Sven starrte ihn nur an.

»Okay, okay, das war etwas theatralisch ausgedrückt, aber es ist so. Wenn sie uns erwischen auf ihrem Schiff, wird es sehr schwer für uns werden, den Schlüssel zu finden und ihn in unseren Besitz zu bringen, und wir werden ihre Herrschaft wohl nie wieder verlassen können. Da ist es.«

Sie betraten den Friedhof durch die große Pforte und suchten zwischen Grabsteinen und Mausoleen den Sternenkreuzer der Xandrianer, der laut Konstatins Aussagen von außen durchaus kleiner sein konnte als von innen. Auf einer großen Wiese fanden sie ihn. Vor ihnen stand das Raumschiff. Wieder staunte Sven, wie leicht man so einen Koloss in der Zivilisation verstecken konnte. Sie verschanzten sich hinter einem Hügel, und Konstantin kniff die Augen zusammen, offensichtlich um kaltes Kalkül vorzutäuschen. »Wir müssen uns an das Raumschiff heranpirschen.«

»Du bist gut! Das ist ‘ne flache, frischgemähte Wiese – da gibt es nichts zu pirschen.«

»Na, ich meine: Wir laufen im Zickzack auf das Raumschiff zu. Damit vermindern wir das Risiko.«

»Damit erhöhen wir das Risiko, weil wir dann aus mehreren Winkeln aus dem Raumschiff heraus gesehen werden können. Wir sollten in einer Linie auf das Raumschiff zulaufen, damit vermindern wir die Angriffsfläche.«

»Schwachsinn. Das kommt doch darauf an, wie oft jemand aus dem Raumschiff guckt.«

»Und es kommt darauf an, von wo aus jemand aus dem Raumschiff guckt.«

»Also gut, wir machen es so: Ich laufe zickzack, du läufst in einer geraden Linie. Dann werden wir ja sehen, was passiert.«

»Ja, dann haben wir doppeltes Risiko, und sicher werden wir dann sehen, was passiert, vielleicht ist es sogar das Letzte, was wir sehen.«

»Wiedersehen«, sagte Konstantin und lief los.

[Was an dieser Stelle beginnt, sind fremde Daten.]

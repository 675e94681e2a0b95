//! Payloads for in-flight drag gestures on committed regions.

/// Whole-region drag: where the gesture started and where the pointer is now.
#[derive(Clone, PartialEq, Copy, Debug)]
pub struct DragData {
    start_loc: (f32, f32),
    current_loc: (f32, f32),
}

impl DragData {
    pub fn new(start_loc: (f32, f32), current_loc: (f32, f32)) -> Self {
        Self {
            start_loc,
            current_loc,
        }
    }

    pub fn clone_from_data(new_loc: (f32, f32), old_data: Self) -> Self {
        Self {
            start_loc: old_data.start_loc,
            current_loc: new_loc,
        }
    }

    pub fn start_loc(&self) -> (f32, f32) {
        self.start_loc
    }

    pub fn current_loc(&self) -> (f32, f32) {
        self.current_loc
    }

    /// Net pointer movement since the gesture started.
    pub fn offset(&self) -> (f32, f32) {
        (
            self.current_loc.0 - self.start_loc.0,
            self.current_loc.1 - self.start_loc.1,
        )
    }
}

/// Single-handle drag: which vertex is held and where the pointer is now.
#[derive(Clone, PartialEq, Copy, Debug)]
pub struct PointDragData {
    point_index: usize,
    loc: (f32, f32),
}

impl PointDragData {
    pub fn new(point_index: usize, loc: (f32, f32)) -> Self {
        Self { point_index, loc }
    }

    pub fn clone_from_data(new_loc: (f32, f32), old_data: Self) -> Self {
        Self {
            point_index: old_data.point_index,
            loc: new_loc,
        }
    }

    pub fn point_index(&self) -> usize {
        self.point_index
    }

    pub fn loc(&self) -> (f32, f32) {
        self.loc
    }
}
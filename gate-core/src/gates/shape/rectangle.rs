use crate::error::{GateError, Result};
use crate::gates::drag::PointDragData;
use crate::gates::shapes::{RenderShape, ShapeRole};
use crate::gates::styles::{Color, DRAGGED_LINE, DrawingStyle};

/// Corner loop in drawing order: bottom-left, bottom-right, top-right,
/// top-left.
pub fn corner_points(origin: (f32, f32), size: (f32, f32)) -> Vec<(f32, f32)> {
    let (x, y) = origin;
    let (w, h) = size;
    vec![(x, y), (x + w, y), (x + w, y + h), (x, y + h)]
}

/// Handle positions: the four corners followed by the four edge midpoints
/// (bottom, right, top, left).
pub fn handle_points(origin: (f32, f32), size: (f32, f32)) -> Vec<(f32, f32)> {
    let (x, y) = origin;
    let (w, h) = size;
    let mut points = corner_points(origin, size);
    points.extend([
        (x + w / 2.0, y),
        (x + w, y + h / 2.0),
        (x + w / 2.0, y + h),
        (x, y + h / 2.0),
    ]);
    points
}

/// Recompute origin/size after dragging handle `index` to `point`.
///
/// Corner handles resize against the opposite corner; midpoint handles move
/// one edge. The rectangle stays axis-aligned and its size non-negative.
pub fn move_handle(
    origin: (f32, f32),
    size: (f32, f32),
    index: usize,
    point: (f32, f32),
) -> Result<((f32, f32), (f32, f32))> {
    let corners = corner_points(origin, size);
    match index {
        0..=3 => {
            let anchor = corners[(index + 2) % 4];
            let new_origin = (point.0.min(anchor.0), point.1.min(anchor.1));
            let new_size = ((point.0 - anchor.0).abs(), (point.1 - anchor.1).abs());
            Ok((new_origin, new_size))
        }
        4 | 6 => {
            // Bottom or top edge: the opposite edge anchors y.
            let anchor_y = if index == 4 { origin.1 + size.1 } else { origin.1 };
            let new_y = point.1.min(anchor_y);
            let new_h = (point.1 - anchor_y).abs();
            Ok(((origin.0, new_y), (size.0, new_h)))
        }
        5 | 7 => {
            // Right or left edge: the opposite edge anchors x.
            let anchor_x = if index == 5 { origin.0 } else { origin.0 + size.0 };
            let new_x = point.0.min(anchor_x);
            let new_w = (point.0 - anchor_x).abs();
            Ok(((new_x, origin.1), (new_w, size.1)))
        }
        _ => Err(GateError::InvalidPointIndex { index, len: 8 }),
    }
}

pub fn draw_rectangle(
    origin: (f32, f32),
    size: (f32, f32),
    style: DrawingStyle,
    role: ShapeRole,
) -> Vec<RenderShape> {
    vec![RenderShape::Rectangle {
        x: origin.0,
        y: origin.1,
        width: size.0,
        height: size.1,
        style,
        role,
    }]
}

/// Ghost outline while a handle drag is in flight: the rectangle as it would
/// be after the drop, plus a marker at the cursor.
pub fn ghost_for_point_drag(
    drag_data: &PointDragData,
    origin: (f32, f32),
    size: (f32, f32),
) -> Option<Vec<RenderShape>> {
    let (new_origin, new_size) =
        move_handle(origin, size, drag_data.point_index(), drag_data.loc()).ok()?;

    Some(vec![
        RenderShape::Rectangle {
            x: new_origin.0,
            y: new_origin.1,
            width: new_size.0,
            height: new_size.1,
            style: DRAGGED_LINE,
            role: ShapeRole::Draft,
        },
        RenderShape::Circle {
            center: drag_data.loc(),
            radius: 5.0,
            fill: Color::YELLOW,
            role: ShapeRole::Draft,
        },
    ])
}

#[cfg(test)]
mod tests {
    use super::*;

    #[test]
    fn corner_drag_resizes_against_opposite_corner() {
        // Drag the top-right corner (index 2) of a unit rect outwards.
        let (origin, size) = move_handle((0.0, 0.0), (10.0, 10.0), 2, (25.0, 15.0)).unwrap();
        assert_eq!(origin, (0.0, 0.0));
        assert_eq!(size, (25.0, 15.0));

        // Dragging past the anchor flips cleanly instead of going negative.
        let (origin, size) = move_handle((0.0, 0.0), (10.0, 10.0), 2, (-5.0, -5.0)).unwrap();
        assert_eq!(origin, (-5.0, -5.0));
        assert_eq!(size, (5.0, 5.0));
    }

    #[test]
    fn midpoint_drag_moves_one_edge() {
        // Right-edge midpoint (index 5): width changes, height does not.
        let (origin, size) = move_handle((0.0, 0.0), (10.0, 10.0), 5, (30.0, 99.0)).unwrap();
        assert_eq!(origin, (0.0, 0.0));
        assert_eq!(size, (30.0, 10.0));

        // Bottom-edge midpoint (index 4): y side only.
        let (origin, size) = move_handle((0.0, 0.0), (10.0, 10.0), 4, (99.0, -4.0)).unwrap();
        assert_eq!(origin, (0.0, -4.0));
        assert_eq!(size, (10.0, 14.0));
    }

    #[test]
    fn bad_handle_index_is_an_error() {
        assert!(matches!(
            move_handle((0.0, 0.0), (10.0, 10.0), 8, (0.0, 0.0)),
            Err(GateError::InvalidPointIndex { index: 8, len: 8 })
        ));
    }
}
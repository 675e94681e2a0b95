#[macro_export]
macro_rules! collate_vecs {
    ($($item:expr),* $(,)?) => {{
        let mut capacity = 0;
        $(
            capacity += $crate::macros::CollectIntoVec::size_hint(&$item);
        )*

        let mut vec = Vec::with_capacity(capacity);
        $(
            $crate::macros::CollectIntoVec::collect_into_vec($item, &mut vec);
        )*
        vec
    }};
}

pub trait CollectIntoVec<T> {
    fn size_hint(&self) -> usize;
    fn collect_into_vec(self, vec: &mut Vec<T>);
}

impl<T> CollectIntoVec<T> for Vec<T> {
    fn size_hint(&self) -> usize {
        self.len()
    }

    fn collect_into_vec(self, vec: &mut Vec<T>) {
        vec.extend(self);
    }
}

impl<T> CollectIntoVec<T> for Option<Vec<T>> {
    fn size_hint(&self) -> usize {
        self.as_ref().map_or(0, |v| v.len())
    }

    fn collect_into_vec(self, vec: &mut Vec<T>) {
        if let Some(items) = self {
            vec.extend(items);
        }
    }
}
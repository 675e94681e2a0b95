use crate::gates::drag::PointDragData;
use crate::gates::shapes::{RenderShape, ShapeRole};
use crate::gates::styles::{Color, DRAGGED_LINE, DrawingStyle};

pub fn draw_polygon(
    points: &[(f32, f32)],
    style: DrawingStyle,
    role: ShapeRole,
) -> Vec<RenderShape> {
    vec![RenderShape::Polygon {
        points: points.to_vec(),
        style,
        role,
    }]
}

/// Even-odd ray cast. Callers guarantee a closed loop of >= 3 vertices.
pub fn point_in_polygon(point: (f32, f32), vertices: &[(f32, f32)]) -> bool {
    let (px, py) = point;
    let n = vertices.len();
    let mut inside = false;
    let mut j = n - 1;
    for i in 0..n {
        let (xi, yi) = vertices[i];
        let (xj, yj) = vertices[j];
        if (yi > py) != (yj > py) && px < (xj - xi) * (py - yi) / (yj - yi) + xi {
            inside = !inside;
        }
        j = i;
    }
    inside
}

/// Ghost preview while a vertex drag is in flight: the two affected edges
/// re-routed through the cursor, plus a marker at the cursor.
pub fn ghost_for_point_drag(
    drag_data: &PointDragData,
    main_points: &[(f32, f32)],
) -> Option<Vec<RenderShape>> {
    let idx = drag_data.point_index();
    let n = main_points.len();
    if idx >= n || n < 2 {
        return None;
    }

    let prev = main_points[(idx + n - 1) % n];
    let current = drag_data.loc();
    let next = main_points[(idx + 1) % n];

    Some(vec![
        RenderShape::PolyLine {
            points: vec![prev, current, next],
            style: DRAGGED_LINE,
            role: ShapeRole::Draft,
        },
        RenderShape::Circle {
            center: current,
            radius: 5.0,
            fill: Color::YELLOW,
            role: ShapeRole::Draft,
        },
    ])
}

»Verdammt.« Sven folgte ihm.

Die ersten zwanzig Meter geschah nichts. Nochmal 20 Meter … nichts geschah.

Plötzlich ging mit lautem Knacken ein Scheinwerfer an.

»Scheiße! Wir sind entdeckt worden«, rief Sven.

»Bin mal gespannt, an wem von uns beiden es lag«, rief Konstantin freudig. Sven warf ihm einen finsteren Blick zu.